Remodeling the U.S. House:

Republican Control of the U.S. House of Representatives

Douglas L. Koopman

Calvin College

December 1999

Remodeling the U.S. House - Koopman 1

Summary : This new book, Remodeling the U.S. House: Republican Control of the House of

Representatives will be ready for the publisher in May 2001. It will present a theoretically distinct, timely, and thorough look at the changes Republicans have wrought in the U.S. House of

Representatives since their taking control after the elections of 1994. Theoretically distinct, because it will place the role and functions of the national legislature in a larger constitutional, political, and social context. Timely, because the 2000 elections will either mark the end of

Republican control of the House, or prove the GOP's successful transition to a "post-Gingrich" era.

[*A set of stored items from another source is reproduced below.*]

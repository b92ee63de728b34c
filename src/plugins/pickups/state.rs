//! Pickup lifecycle, independent of the ECS.
//!
//! `Active -> Warning -> Expired`, or `Collected` from either live phase. The two
//! terminal phases exclude each other: whichever is recorded first wins and the other
//! path becomes a no-op.

use bevy::prelude::*;

use crate::common::tunables::{PickupSpec, PickupTuning};
use crate::plugins::combat::actor::ActorState;
use crate::plugins::combat::messages::PickupKind;
use crate::plugins::session::SessionState;

#[derive(Debug, Clone, Copy, PartialEq, Eq)]
pub enum PickupPhase {
    Active,
    Warning,
    Collected,
    Expired,
}

#[derive(Debug, Clone, Copy, PartialEq, Eq)]
enum Fate {
    Live,
    Collected { at: u64 },
    Expired { at: u64 },
}

#[derive(Component, Debug, Clone, Copy, PartialEq)]
pub struct PickupState {
    pub kind: PickupKind,
    spawned_at: u64,
    spec: PickupSpec,
    fate: Fate,
}

impl PickupState {
    pub fn new(kind: PickupKind, spec: PickupSpec, now: u64) -> Self {
        Self { kind, spawned_at: now, spec, fate: Fate::Live }
    }

    #[inline]
    fn expires_at(&self) -> u64 {
        self.spawned_at + self.spec.lifetime_ms
    }

    #[inline]
    fn warning_at(&self) -> u64 {
        self.expires_at().saturating_sub(self.spec.warning_ms)
    }

    pub fn phase(&self, now: u64) -> PickupPhase {
        match self.fate {
            Fate::Collected { .. } => PickupPhase::Collected,
            Fate::Expired { .. } => PickupPhase::Expired,
            Fate::Live if now >= self.warning_at() => PickupPhase::Warning,
            Fate::Live => PickupPhase::Active,
        }
    }

    #[inline]
    pub fn is_live(&self) -> bool {
        self.fate == Fate::Live
    }

    /// Move a live pickup past its lifetime into `Expired`. True on the transition.
    pub fn tick(&mut self, now: u64) -> bool {
        if self.fate == Fate::Live && now >= self.expires_at() {
            self.fate = Fate::Expired { at: now };
            return true;
        }
        false
    }

    /// Claim the pickup. False if it already reached a terminal phase or its lifetime
    /// is over.
    pub fn try_collect(&mut self, now: u64) -> bool {
        if self.fate != Fate::Live || now >= self.expires_at() {
            return false;
        }
        self.fate = Fate::Collected { at: now };
        true
    }

    /// Apply this pickup to `collector`. Returns the currency gained or HP restored.
    ///
    /// Hearts are refused at full health and stay live.
    pub fn collect(
        &mut self,
        collector: &mut ActorState,
        session: &mut SessionState,
        tuning: &PickupTuning,
        now: u64,
    ) -> Option<f32> {
        match self.kind {
            PickupKind::Coin => {
                if !self.try_collect(now) {
                    return None;
                }
                session.currency += tuning.coin_value;
                Some(tuning.coin_value as f32)
            }
            PickupKind::Heart => {
                if collector.is_dead() || collector.is_full_health() || !self.try_collect(now) {
                    return None;
                }
                Some(collector.heal(tuning.heart_heal))
            }
        }
    }

    /// Warning blink: shown on even intervals.
    pub fn visible(&self, now: u64) -> bool {
        match self.phase(now) {
            PickupPhase::Warning => {
                let blink = self.spec.blink_ms.max(1);
                (now - self.warning_at()) / blink % 2 == 0
            }
            _ => true,
        }
    }

    /// 0..1 progress of the closing animation (collect shrink or expiry fade).
    pub fn closing_progress(&self, now: u64, expire_fade_ms: u64) -> Option<f32> {
        let (at, span) = match self.fate {
            Fate::Live => return None,
            Fate::Collected { at } => (at, self.spec.collect_ms),
            Fate::Expired { at } => (at, expire_fade_ms),
        };
        if span == 0 {
            return Some(1.0);
        }
        Some((now.saturating_sub(at) as f32 / span as f32).min(1.0))
    }

    pub fn alpha(&self, now: u64, expire_fade_ms: u64) -> f32 {
        match self.closing_progress(now, expire_fade_ms) {
            Some(p) => 1.0 - p,
            None if self.visible(now) => 1.0,
            None => 0.0,
        }
    }

    /// The closing animation has finished.
    pub fn should_remove(&self, now: u64, expire_fade_ms: u64) -> bool {
        self.closing_progress(now, expire_fade_ms).is_some_and(|p| p >= 1.0)
    }
}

Thorough, because sufficient time will have passed to fairly evaluate Republican changes to, or preservation of, the institutions and processes of the House since the GOP took the majority in

1994.

The title's inclusion of the word model has an intentional double meaning. The first implies a need to develop a better analytical model of the role of the legislature in the national governmental system based on the views and actions of Republicans. The second meaning implies that Republican control changed but did not fundamentally restructure the U.S. House, much like remodeling a house is a middle way between demolishing and rebuilding it, or leaving it untouched.

A.

Rationale for the work

Subject matter : This book will be a comprehensive look at the changes made by Republicans in the institutions and processes of the Congress, focusing on the House but with some attention to support agencies and joint offices or functions with the Senate.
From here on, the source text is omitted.